INTERVIEW 地域から見つめる、あの日から、これから
小さい頃のあだ名は「だるま」。都内の大学に進学した時に「だるまを買ったことがある人はいますか?」と聞くと、誰も手を挙げなかった。白河市の実家にいたときとは違う反応に危機感を覚え、少しでも家業の役に立ちたいという気持ちで大学生のうちからだるまの営業をはじめました。
本格的に家業を受け継ぎ、だるまの原料を見直したり、白河だるまのカプセルトイを作ったりしてきました。白河だるま総本舗の創業者である渡辺金七の屋号「瓦屋半次郎」にあやかって命名したブランドでオリジナル商品を販売しています。令和3年春には、来て、見て、楽しんでいただく観光施設「だるまランド」を市内でオープンする予定です。
震災をきっかけに新しいことへの挑戦や変化に対して、良い意味で前向きに評価されるようになりました。僕が白河市に戻り、さまざまなことにチャレンジできるのは、こうした時代の変化がタイミング的にも合ったのだと思います。

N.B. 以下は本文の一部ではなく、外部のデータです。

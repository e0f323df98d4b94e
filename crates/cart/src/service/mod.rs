//! Cart Service abstraction and clients.
//!
//! # Architecture
//!
//! - The Cart Service is the source of truth for cart contents
//! - [`CartService`] is the seam the controller depends on; tests inject an
//!   in-memory implementation, production uses [`HttpCartService`]
//! - Every mutating call returns an [`Ack`]; `success = false` is folded into
//!   [`ServiceError::Rejected`] so callers handle one failure path
//!
//! # Example
//!
//! ```rust,ignore
//! use cartwright::service::{CartService, HttpCartService};
//!
//! let service = HttpCartService::new(&config)?;
//! let cart = service.get_cart().await?;
//! service.add_to_cart(&ProductKey::new("p1"), 1).await?.into_result()?;
//! ```

mod http;
pub mod types;

use std::future::Future;
use std::time::Duration;

use cartwright_core::ProductKey;
use thiserror::Error;

pub use http::HttpCartService;
pub use types::{Ack, CartPayload};

/// Errors that can occur when talking to the Cart Service.
#[derive(Debug, Error)]
pub enum ServiceError {
    /// HTTP request failed.
    #[error("HTTP error: {0}")]
    Http(#[from] reqwest::Error),

    /// JSON parsing failed.
    #[error("JSON parse error: {0}")]
    Parse(#[from] serde_json::Error),

    /// Endpoint URL could not be built from the configured base.
    #[error("Invalid URL: {0}")]
    Url(#[from] url::ParseError),

    /// Non-success HTTP status.
    #[error("HTTP {status}: {body}")]
    Status {
        /// Response status code.
        status: u16,
        /// Truncated response body.
        body: String,
    },

    /// Rate limited by the Cart Service.
    #[error("Rate limited, retry after {0} seconds")]
    RateLimited(u64),

    /// The service answered `success = false`.
    #[error("Request rejected: {0}")]
    Rejected(String),

    /// The call did not complete in time.
    #[error("Request timed out after {0:?}")]
    Timeout(Duration),
}

impl ServiceError {
    /// Message suitable for a user-facing toast.
    ///
    /// Transport details are never exposed; a rejection carries the
    /// service's own wording.
    #[must_use]
    pub fn user_message(&self) -> String {
        match self {
            Self::Rejected(message) => message.clone(),
            Self::RateLimited(_) => "Too many requests, please try again shortly".to_string(),
            Self::Timeout(_) => "The cart service is not responding".to_string(),
            Self::Http(_) | Self::Parse(_) | Self::Url(_) | Self::Status { .. } => {
                "Could not reach the cart service".to_string()
            }
        }
    }
}

/// Remote, authoritative cart storage.
///
/// All operations are scoped to the signed-in customer by the service
/// itself; the client only names products and quantities.
pub trait CartService: Send + Sync {
    /// Fetch the full cart.
    fn get_cart(&self) -> impl Future<Output = Result<CartPayload, ServiceError>> + Send;

    /// Add `quantity` units of a product.
    fn add_to_cart(
        &self,
        key: &ProductKey,
        quantity: u32,
    ) -> impl Future<Output = Result<Ack, ServiceError>> + Send;

    /// Remove a product's line.
    fn remove_item(&self, key: &ProductKey)
    -> impl Future<Output = Result<Ack, ServiceError>> + Send;

    /// Set a product's quantity.
    fn update_quantity(
        &self,
        key: &ProductKey,
        quantity: u32,
    ) -> impl Future<Output = Result<Ack, ServiceError>> + Send;

    /// Empty the cart.
    fn clear_cart(&self) -> impl Future<Output = Result<Ack, ServiceError>> + Send;
}
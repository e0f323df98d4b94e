//! HTTP Cart Service client.
//!
//! Talks to the REST cart endpoints with `reqwest`. Every response uses the
//! `{ success, message, data }` envelope; the bearer token identifies the
//! customer whose cart is addressed.

use std::sync::Arc;

use cartwright_core::ProductKey;
use secrecy::{ExposeSecret, SecretString};
use serde::de::{DeserializeOwned, IgnoredAny};
use tracing::{debug, instrument};
use url::Url;
use uuid::Uuid;

use super::types::{Ack, CartPayload, Envelope, LineRequest};
use super::{CartService, ServiceError};
use crate::config::CartConfig;

const REQUEST_ID_HEADER: &str = "X-Request-Id";
const MAX_LOGGED_BODY: usize = 500;

/// Client for the REST Cart Service.
///
/// Cheap to clone; clones share one connection pool.
#[derive(Clone)]
pub struct HttpCartService {
    inner: Arc<HttpCartServiceInner>,
}

struct HttpCartServiceInner {
    client: reqwest::Client,
    cart_endpoint: Url,
    add_endpoint: Url,
    remove_endpoint: Url,
    update_endpoint: Url,
    clear_endpoint: Url,
    api_token: Option<SecretString>,
}

impl HttpCartService {
    /// Create a new Cart Service client.
    ///
    /// # Errors
    ///
    /// Returns an error if the endpoint URLs can't be derived from the
    /// configured base URL or the HTTP client can't be built.
    pub fn new(config: &CartConfig) -> Result<Self, ServiceError> {
        let base = &config.service_url;
        let client = reqwest::Client::builder()
            .timeout(config.request_timeout)
            .build()?;

        Ok(Self {
            inner: Arc::new(HttpCartServiceInner {
                client,
                cart_endpoint: base.join("cart")?,
                add_endpoint: base.join("cart/add")?,
                remove_endpoint: base.join("cart/remove")?,
                update_endpoint: base.join("cart/update")?,
                clear_endpoint: base.join("cart/clear")?,
                api_token: config.api_token.clone(),
            }),
        })
    }

    /// `{base}/cart/remove/{key}` with the key percent-encoded as one segment.
    fn remove_url(&self, key: &ProductKey) -> Url {
        let mut url = self.inner.remove_endpoint.clone();
        if let Ok(mut segments) = url.path_segments_mut() {
            segments.pop_if_empty().push(key.as_str());
        }
        url
    }

    /// Send a request and decode the response envelope.
    async fn send<T: DeserializeOwned>(
        &self,
        request: reqwest::RequestBuilder,
    ) -> Result<Envelope<T>, ServiceError> {
        let request_id = Uuid::new_v4().to_string();
        let request = match &self.inner.api_token {
            Some(token) => request.bearer_auth(token.expose_secret()),
            None => request,
        };

        let response = request
            .header(REQUEST_ID_HEADER, &request_id)
            .send()
            .await?;

        let status = response.status();

        if status == reqwest::StatusCode::TOO_MANY_REQUESTS {
            let retry_after = response
                .headers()
                .get("Retry-After")
                .and_then(|v| v.to_str().ok())
                .and_then(|s| s.parse::<u64>().ok())
                .unwrap_or(1);
            return Err(ServiceError::RateLimited(retry_after));
        }

        // Read the body as text first for better error diagnostics
        let response_text = response.text().await?;

        if !status.is_success() {
            tracing::error!(
                status = %status,
                request_id = %request_id,
                body = %response_text.chars().take(MAX_LOGGED_BODY).collect::<String>(),
                "Cart Service returned non-success status"
            );
            return Err(ServiceError::Status {
                status: status.as_u16(),
                body: response_text.chars().take(200).collect(),
            });
        }

        serde_json::from_str(&response_text).map_err(|e| {
            tracing::error!(
                error = %e,
                request_id = %request_id,
                body = %response_text.chars().take(MAX_LOGGED_BODY).collect::<String>(),
                "Failed to parse Cart Service response"
            );
            ServiceError::Parse(e)
        })
    }

    /// Send a mutating request whose payload is ignored.
    async fn send_ack(&self, request: reqwest::RequestBuilder) -> Result<Ack, ServiceError> {
        let envelope: Envelope<IgnoredAny> = self.send(request).await?;
        Ok(envelope.into_parts().0)
    }
}

impl CartService for HttpCartService {
    #[instrument(skip(self))]
    async fn get_cart(&self) -> Result<CartPayload, ServiceError> {
        let request = self.inner.client.get(self.inner.cart_endpoint.clone());
        let (ack, data) = self.send::<CartPayload>(request).await?.into_parts();
        ack.into_result()?;

        let payload = data.unwrap_or_default();
        debug!(lines = payload.len(), "Fetched cart");
        Ok(payload)
    }

    #[instrument(skip(self), fields(product_key = %key))]
    async fn add_to_cart(&self, key: &ProductKey, quantity: u32) -> Result<Ack, ServiceError> {
        let request = self
            .inner
            .client
            .post(self.inner.add_endpoint.clone())
            .json(&LineRequest {
                product_id: key.as_str(),
                quantity,
            });
        self.send_ack(request).await
    }

    #[instrument(skip(self), fields(product_key = %key))]
    async fn remove_item(&self, key: &ProductKey) -> Result<Ack, ServiceError> {
        let request = self.inner.client.delete(self.remove_url(key));
        self.send_ack(request).await
    }

    #[instrument(skip(self), fields(product_key = %key))]
    async fn update_quantity(&self, key: &ProductKey, quantity: u32) -> Result<Ack, ServiceError> {
        let request = self
            .inner
            .client
            .put(self.inner.update_endpoint.clone())
            .json(&LineRequest {
                product_id: key.as_str(),
                quantity,
            });
        self.send_ack(request).await
    }

    #[instrument(skip(self))]
    async fn clear_cart(&self) -> Result<Ack, ServiceError> {
        let request = self.inner.client.delete(self.inner.clear_endpoint.clone());
        self.send_ack(request).await
    }
}
//! Identity Provider: the reactive "is the customer signed in" flag.
//!
//! Every cart mutation is gated on it, and the controller's lifecycle task
//! subscribes to its changes to load the cart on sign-in and forget it on
//! sign-out.

use tokio::sync::watch;

/// Source of the current authentication state.
pub trait IdentityProvider: Send + Sync {
    /// Whether a customer session is active right now.
    fn is_authenticated(&self) -> bool;

    /// Receiver that observes every change to the flag.
    fn subscribe(&self) -> watch::Receiver<bool>;
}

/// In-process identity backed by a `watch` channel.
///
/// The sign-in flow (OAuth callback, token refresh) calls [`sign_in`] and
/// [`sign_out`]; everything else only reads.
///
/// [`sign_in`]: SessionIdentity::sign_in
/// [`sign_out`]: SessionIdentity::sign_out
#[derive(Debug, Clone)]
pub struct SessionIdentity {
    sender: watch::Sender<bool>,
}

impl SessionIdentity {
    /// Create an identity in the given state.
    #[must_use]
    pub fn new(authenticated: bool) -> Self {
        let (sender, _receiver) = watch::channel(authenticated);
        Self { sender }
    }

    /// Create a signed-out identity.
    #[must_use]
    pub fn signed_out() -> Self {
        Self::new(false)
    }

    /// Mark the session as authenticated.
    pub fn sign_in(&self) {
        self.set(true);
    }

    /// Mark the session as unauthenticated.
    pub fn sign_out(&self) {
        self.set(false);
    }

    /// Set the flag, notifying subscribers only when it actually changes.
    pub fn set(&self, authenticated: bool) {
        self.sender.send_if_modified(|current| {
            let changed = *current != authenticated;
            *current = authenticated;
            changed
        });
    }
}

impl Default for SessionIdentity {
    fn default() -> Self {
        Self::signed_out()
    }
}

impl IdentityProvider for SessionIdentity {
    fn is_authenticated(&self) -> bool {
        *self.sender.borrow()
    }

    fn subscribe(&self) -> watch::Receiver<bool> {
        self.sender.subscribe()
    }
}
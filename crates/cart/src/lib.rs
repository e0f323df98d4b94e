//! Cartwright - Client-side cart state container.
//!
//! Keeps a local snapshot of the shopper's cart consistent with itself and
//! with the remote Cart Service, across sign-in/sign-out and partial
//! failures.
//!
//! # Architecture
//!
//! - [`reducer`] - Pure `(snapshot, action) -> snapshot` transitions
//! - [`controller`] - Write-through synchronization with the Cart Service
//!   and the authentication lifecycle
//! - [`service`] - Cart Service trait and the HTTP client
//! - [`identity`] - Reactive authentication flag
//! - [`notify`] - User-facing notices
//! - [`config`] - Environment configuration
//! - [`error`] - Caller-facing errors and Sentry reporting

#![cfg_attr(not(test), forbid(unsafe_code))]

pub mod config;
pub mod controller;
pub mod error;
pub mod identity;
pub mod notify;
pub mod reducer;
pub mod service;

pub use config::{CartConfig, ConfigError};
pub use controller::{AuthTransition, CartController};
pub use error::{CartError, SyncOutcome};
pub use identity::{IdentityProvider, SessionIdentity};
pub use notify::{CartNotifier, Notice, NoticeLevel, TracingNotifier};
pub use reducer::{CartAction, CartSnapshot, reduce};
pub use service::{Ack, CartPayload, CartService, HttpCartService, ServiceError};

だるまを入り口にして白河だるまを知っていただく。単純に縁起物だけだと、生活の変化によって簡単に消えていってしまう恐れがあります。次代に残すためには用途や機能性を持たせ、使用され続けるものに仕上げることが大事。産業として残るためにどうしたらいいのかを常に考えています。だるまが持つ「不屈の精神」や「七転び八起き」という言葉を50年、100年先に生かしていけるかは、自分たちにかかっていると思います。